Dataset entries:
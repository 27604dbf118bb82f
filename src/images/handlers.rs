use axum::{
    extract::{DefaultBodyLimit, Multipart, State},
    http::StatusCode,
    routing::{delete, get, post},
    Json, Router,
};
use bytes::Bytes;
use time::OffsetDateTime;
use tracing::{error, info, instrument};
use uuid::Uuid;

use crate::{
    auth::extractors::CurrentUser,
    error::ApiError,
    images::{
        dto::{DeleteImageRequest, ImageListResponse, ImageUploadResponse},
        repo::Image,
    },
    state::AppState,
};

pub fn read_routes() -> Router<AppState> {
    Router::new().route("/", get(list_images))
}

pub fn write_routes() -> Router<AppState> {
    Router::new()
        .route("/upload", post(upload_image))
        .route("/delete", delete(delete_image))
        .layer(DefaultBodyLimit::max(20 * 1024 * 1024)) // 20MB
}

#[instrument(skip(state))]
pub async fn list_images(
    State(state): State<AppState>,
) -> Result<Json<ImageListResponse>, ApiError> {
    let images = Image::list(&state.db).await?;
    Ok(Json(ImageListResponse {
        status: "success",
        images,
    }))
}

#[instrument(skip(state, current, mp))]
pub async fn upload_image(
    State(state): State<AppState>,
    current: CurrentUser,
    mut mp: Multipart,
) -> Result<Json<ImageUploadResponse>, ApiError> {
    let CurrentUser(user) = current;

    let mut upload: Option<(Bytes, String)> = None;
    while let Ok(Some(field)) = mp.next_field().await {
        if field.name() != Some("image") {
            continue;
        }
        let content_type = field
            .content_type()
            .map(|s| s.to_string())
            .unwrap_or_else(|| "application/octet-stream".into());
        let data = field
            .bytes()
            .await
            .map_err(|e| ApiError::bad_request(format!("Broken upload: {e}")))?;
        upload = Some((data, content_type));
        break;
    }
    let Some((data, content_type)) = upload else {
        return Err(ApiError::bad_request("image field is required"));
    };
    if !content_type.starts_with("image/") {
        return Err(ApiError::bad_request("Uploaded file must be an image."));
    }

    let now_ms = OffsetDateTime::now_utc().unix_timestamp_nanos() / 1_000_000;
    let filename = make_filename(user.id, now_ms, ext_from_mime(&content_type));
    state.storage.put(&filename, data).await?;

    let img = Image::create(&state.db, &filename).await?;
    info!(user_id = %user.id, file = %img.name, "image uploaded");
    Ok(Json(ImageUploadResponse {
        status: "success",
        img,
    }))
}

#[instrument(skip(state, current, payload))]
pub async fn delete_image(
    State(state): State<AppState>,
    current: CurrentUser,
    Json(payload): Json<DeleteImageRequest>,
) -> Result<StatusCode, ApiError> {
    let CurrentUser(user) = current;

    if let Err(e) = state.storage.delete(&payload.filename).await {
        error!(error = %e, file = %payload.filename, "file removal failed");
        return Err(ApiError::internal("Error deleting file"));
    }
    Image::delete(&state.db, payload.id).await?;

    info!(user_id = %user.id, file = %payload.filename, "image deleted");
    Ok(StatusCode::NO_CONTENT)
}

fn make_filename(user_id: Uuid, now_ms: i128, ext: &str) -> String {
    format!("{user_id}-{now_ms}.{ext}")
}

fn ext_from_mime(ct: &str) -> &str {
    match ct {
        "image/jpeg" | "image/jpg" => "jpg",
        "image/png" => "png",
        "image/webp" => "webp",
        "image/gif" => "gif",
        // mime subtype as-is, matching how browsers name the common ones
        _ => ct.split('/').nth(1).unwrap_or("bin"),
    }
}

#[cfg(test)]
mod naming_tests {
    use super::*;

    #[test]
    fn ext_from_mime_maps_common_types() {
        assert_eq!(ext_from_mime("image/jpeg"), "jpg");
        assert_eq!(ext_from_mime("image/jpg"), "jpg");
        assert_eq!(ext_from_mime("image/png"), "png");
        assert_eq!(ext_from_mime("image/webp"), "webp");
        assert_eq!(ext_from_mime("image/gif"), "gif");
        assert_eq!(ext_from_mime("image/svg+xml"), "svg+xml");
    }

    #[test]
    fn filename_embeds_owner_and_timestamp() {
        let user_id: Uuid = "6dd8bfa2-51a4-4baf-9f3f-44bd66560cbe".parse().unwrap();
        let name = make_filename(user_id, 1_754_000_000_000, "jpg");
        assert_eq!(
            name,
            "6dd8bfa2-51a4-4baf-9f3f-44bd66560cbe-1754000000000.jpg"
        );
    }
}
---
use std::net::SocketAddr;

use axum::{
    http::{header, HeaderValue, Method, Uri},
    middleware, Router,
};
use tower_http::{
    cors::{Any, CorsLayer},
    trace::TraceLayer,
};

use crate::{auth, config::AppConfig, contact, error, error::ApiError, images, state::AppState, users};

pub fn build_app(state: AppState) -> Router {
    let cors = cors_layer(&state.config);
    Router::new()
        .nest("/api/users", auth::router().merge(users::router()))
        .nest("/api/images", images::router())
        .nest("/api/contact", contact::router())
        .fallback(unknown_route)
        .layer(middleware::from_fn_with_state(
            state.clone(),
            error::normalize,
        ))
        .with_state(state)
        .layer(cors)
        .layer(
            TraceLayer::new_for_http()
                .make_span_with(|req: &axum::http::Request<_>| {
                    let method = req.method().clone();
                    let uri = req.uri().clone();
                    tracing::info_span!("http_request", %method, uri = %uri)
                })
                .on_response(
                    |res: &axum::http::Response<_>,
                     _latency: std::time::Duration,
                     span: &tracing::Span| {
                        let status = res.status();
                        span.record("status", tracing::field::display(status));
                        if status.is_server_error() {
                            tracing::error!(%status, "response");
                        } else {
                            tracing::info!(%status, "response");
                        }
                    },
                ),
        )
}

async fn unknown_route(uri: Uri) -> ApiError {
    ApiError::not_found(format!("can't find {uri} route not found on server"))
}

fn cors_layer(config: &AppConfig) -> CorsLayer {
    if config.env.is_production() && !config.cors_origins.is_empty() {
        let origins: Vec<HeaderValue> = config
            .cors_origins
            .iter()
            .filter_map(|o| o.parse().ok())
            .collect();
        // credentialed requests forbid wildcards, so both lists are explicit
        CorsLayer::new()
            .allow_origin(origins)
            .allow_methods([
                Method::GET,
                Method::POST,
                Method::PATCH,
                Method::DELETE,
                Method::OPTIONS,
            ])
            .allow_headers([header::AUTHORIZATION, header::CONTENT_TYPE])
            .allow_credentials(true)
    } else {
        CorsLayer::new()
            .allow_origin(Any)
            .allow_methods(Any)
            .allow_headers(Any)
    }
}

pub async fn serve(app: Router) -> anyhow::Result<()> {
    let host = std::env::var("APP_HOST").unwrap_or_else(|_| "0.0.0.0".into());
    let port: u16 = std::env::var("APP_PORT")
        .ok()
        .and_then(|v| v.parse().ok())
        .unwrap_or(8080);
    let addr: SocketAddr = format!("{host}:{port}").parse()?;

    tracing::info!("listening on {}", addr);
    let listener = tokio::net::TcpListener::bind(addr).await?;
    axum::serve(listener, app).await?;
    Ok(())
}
* * *
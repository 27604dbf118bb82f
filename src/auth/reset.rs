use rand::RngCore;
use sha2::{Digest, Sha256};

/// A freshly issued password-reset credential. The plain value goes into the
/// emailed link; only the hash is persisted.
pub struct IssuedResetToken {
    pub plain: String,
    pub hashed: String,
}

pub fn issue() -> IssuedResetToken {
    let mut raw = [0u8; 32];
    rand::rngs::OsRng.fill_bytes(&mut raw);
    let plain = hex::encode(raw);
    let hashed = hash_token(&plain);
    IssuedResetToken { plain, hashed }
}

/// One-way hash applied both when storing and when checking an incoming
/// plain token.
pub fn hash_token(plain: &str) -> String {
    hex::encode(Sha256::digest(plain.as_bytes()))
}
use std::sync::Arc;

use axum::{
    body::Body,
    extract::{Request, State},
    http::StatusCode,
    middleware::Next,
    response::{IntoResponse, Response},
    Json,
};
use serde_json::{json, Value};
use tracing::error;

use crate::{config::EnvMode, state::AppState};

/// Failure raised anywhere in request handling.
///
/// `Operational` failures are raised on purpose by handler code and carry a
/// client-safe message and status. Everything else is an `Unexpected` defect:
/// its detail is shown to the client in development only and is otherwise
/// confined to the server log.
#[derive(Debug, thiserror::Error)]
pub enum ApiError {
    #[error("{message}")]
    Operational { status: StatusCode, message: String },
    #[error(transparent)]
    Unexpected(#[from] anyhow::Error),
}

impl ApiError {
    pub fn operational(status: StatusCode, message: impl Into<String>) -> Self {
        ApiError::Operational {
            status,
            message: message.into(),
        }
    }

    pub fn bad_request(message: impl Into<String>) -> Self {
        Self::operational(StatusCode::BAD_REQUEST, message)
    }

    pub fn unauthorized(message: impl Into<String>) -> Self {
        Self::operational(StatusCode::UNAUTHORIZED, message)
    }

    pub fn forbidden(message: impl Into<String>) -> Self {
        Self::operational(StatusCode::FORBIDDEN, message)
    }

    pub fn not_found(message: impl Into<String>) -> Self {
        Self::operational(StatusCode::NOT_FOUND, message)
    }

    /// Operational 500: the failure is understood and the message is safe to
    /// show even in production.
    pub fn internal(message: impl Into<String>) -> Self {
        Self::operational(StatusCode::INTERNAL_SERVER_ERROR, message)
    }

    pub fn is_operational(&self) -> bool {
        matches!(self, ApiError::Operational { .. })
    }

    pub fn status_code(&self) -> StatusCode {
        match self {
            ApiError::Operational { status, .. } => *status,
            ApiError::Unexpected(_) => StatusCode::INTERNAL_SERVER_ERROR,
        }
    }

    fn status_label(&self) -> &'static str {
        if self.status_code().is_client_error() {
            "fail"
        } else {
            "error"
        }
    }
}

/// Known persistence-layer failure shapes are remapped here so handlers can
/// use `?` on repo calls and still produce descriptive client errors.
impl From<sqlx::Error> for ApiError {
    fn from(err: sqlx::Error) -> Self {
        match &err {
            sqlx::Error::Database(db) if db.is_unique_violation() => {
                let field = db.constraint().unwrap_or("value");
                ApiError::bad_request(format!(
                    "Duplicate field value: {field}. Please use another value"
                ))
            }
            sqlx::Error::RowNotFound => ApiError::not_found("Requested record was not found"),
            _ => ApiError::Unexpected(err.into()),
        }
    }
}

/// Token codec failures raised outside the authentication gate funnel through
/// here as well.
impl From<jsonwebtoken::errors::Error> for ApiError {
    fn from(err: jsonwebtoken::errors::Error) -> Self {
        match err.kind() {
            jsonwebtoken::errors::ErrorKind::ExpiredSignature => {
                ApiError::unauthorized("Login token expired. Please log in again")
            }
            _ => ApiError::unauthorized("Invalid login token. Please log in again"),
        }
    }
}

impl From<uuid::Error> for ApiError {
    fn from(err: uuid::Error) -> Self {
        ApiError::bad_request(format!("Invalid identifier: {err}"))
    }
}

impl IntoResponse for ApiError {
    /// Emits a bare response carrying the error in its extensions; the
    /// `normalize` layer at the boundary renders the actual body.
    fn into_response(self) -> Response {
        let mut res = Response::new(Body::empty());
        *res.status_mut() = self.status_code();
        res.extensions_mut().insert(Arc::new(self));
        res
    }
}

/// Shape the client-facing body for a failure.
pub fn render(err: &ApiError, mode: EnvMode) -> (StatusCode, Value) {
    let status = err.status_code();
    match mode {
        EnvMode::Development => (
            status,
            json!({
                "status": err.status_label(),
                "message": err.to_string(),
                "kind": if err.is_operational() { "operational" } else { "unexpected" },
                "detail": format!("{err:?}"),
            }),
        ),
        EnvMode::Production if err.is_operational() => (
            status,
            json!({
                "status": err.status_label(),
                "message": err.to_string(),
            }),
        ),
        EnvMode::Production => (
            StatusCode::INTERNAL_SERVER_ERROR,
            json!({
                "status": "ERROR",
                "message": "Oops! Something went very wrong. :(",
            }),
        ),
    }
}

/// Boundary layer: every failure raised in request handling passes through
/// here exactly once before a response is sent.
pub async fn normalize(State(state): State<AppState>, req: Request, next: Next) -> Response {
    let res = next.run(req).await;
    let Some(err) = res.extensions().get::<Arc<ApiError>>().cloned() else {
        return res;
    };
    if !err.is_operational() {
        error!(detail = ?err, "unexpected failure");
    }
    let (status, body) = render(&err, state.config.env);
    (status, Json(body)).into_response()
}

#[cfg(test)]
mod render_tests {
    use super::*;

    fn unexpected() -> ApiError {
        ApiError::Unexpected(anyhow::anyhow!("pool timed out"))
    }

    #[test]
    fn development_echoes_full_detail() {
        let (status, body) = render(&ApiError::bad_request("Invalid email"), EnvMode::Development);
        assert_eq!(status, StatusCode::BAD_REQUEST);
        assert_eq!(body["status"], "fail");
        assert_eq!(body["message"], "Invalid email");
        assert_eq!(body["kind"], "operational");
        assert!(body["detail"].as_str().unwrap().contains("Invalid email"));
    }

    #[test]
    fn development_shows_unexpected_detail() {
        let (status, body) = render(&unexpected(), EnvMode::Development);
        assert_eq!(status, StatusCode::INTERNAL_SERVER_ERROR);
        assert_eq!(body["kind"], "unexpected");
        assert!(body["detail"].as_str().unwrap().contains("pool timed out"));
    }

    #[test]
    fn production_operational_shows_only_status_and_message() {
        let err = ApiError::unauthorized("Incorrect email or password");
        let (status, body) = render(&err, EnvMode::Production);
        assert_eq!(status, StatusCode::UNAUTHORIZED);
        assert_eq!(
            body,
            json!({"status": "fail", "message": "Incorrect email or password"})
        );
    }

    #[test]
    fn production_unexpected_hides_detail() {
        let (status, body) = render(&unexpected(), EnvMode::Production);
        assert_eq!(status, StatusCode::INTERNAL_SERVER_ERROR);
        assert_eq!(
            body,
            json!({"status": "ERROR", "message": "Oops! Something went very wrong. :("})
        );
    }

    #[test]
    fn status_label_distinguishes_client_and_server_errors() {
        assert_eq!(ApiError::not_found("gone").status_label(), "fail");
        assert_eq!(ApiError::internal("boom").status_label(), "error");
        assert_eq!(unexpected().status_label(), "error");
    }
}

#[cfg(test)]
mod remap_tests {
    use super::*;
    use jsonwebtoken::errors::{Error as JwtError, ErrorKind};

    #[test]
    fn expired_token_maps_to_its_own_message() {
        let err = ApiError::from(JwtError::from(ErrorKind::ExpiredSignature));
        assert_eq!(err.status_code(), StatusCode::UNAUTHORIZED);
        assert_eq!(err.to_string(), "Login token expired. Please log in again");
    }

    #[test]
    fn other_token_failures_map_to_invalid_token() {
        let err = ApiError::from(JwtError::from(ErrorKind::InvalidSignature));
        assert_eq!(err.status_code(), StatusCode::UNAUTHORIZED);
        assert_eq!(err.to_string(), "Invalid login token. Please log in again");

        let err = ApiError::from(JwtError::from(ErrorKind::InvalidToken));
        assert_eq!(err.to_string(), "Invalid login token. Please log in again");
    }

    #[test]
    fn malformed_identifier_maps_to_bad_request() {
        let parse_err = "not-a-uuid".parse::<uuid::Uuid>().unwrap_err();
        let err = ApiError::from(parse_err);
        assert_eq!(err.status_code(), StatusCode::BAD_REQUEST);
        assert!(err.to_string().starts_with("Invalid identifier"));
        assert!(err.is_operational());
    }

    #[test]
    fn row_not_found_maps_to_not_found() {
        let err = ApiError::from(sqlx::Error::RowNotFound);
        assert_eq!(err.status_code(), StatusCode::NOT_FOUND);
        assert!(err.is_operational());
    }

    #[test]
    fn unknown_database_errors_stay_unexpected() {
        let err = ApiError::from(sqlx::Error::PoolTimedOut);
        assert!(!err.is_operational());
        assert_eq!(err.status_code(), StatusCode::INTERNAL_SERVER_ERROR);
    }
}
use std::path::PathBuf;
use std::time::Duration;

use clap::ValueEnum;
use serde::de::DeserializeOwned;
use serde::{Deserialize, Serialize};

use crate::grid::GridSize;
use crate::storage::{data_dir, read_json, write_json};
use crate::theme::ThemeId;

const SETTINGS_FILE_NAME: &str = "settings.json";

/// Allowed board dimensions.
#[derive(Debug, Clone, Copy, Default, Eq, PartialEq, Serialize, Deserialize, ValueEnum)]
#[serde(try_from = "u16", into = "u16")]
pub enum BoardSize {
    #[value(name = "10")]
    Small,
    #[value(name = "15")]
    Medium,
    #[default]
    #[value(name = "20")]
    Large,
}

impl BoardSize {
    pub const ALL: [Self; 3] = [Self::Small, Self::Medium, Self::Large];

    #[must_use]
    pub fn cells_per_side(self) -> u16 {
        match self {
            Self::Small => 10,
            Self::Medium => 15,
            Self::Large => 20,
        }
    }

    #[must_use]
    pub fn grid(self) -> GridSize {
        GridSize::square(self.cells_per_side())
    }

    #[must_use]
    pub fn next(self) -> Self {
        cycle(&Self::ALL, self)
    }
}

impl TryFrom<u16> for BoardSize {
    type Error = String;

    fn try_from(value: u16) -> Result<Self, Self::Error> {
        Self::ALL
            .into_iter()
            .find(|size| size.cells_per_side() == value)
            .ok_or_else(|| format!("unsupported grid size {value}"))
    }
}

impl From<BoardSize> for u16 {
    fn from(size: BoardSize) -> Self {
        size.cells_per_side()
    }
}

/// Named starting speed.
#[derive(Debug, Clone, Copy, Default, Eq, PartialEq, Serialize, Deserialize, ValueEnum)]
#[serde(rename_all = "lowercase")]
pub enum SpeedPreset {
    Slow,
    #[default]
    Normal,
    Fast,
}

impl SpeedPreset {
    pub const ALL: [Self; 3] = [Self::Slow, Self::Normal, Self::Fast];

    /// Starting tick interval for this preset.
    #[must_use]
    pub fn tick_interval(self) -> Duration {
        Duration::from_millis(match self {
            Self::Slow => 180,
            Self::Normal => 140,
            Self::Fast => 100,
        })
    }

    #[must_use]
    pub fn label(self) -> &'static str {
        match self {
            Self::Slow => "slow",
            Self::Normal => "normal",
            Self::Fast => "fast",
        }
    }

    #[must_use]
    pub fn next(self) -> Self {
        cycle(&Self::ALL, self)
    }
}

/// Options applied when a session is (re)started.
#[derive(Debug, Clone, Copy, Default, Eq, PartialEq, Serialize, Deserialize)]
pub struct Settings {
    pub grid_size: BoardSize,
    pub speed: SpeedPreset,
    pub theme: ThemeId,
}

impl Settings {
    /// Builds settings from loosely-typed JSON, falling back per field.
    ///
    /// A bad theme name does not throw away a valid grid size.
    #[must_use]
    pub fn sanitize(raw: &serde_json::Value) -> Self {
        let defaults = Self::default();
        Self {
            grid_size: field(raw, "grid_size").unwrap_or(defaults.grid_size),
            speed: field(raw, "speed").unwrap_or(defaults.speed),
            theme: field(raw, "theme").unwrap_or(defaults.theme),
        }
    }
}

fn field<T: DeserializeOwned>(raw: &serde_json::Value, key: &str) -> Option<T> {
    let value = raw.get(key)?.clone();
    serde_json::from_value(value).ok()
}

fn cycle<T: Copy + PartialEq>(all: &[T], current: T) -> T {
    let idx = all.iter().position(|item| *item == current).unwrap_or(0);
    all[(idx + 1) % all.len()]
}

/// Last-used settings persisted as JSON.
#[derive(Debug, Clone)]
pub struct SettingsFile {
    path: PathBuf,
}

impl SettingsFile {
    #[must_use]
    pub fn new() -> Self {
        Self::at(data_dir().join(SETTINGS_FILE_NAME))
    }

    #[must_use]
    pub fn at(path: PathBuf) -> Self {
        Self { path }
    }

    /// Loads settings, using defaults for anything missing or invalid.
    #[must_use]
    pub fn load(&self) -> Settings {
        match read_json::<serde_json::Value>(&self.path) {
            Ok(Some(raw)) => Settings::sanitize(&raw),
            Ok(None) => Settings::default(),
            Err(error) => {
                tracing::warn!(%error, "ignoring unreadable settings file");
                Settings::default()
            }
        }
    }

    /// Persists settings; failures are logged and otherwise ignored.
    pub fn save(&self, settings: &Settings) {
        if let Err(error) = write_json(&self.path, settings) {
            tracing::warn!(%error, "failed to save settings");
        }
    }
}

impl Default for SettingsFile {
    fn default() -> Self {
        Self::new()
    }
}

Task to complete ->
Using the data above, tally the lines that contain the string "IssuedResetToken" and state only the result.

Written reply ->
3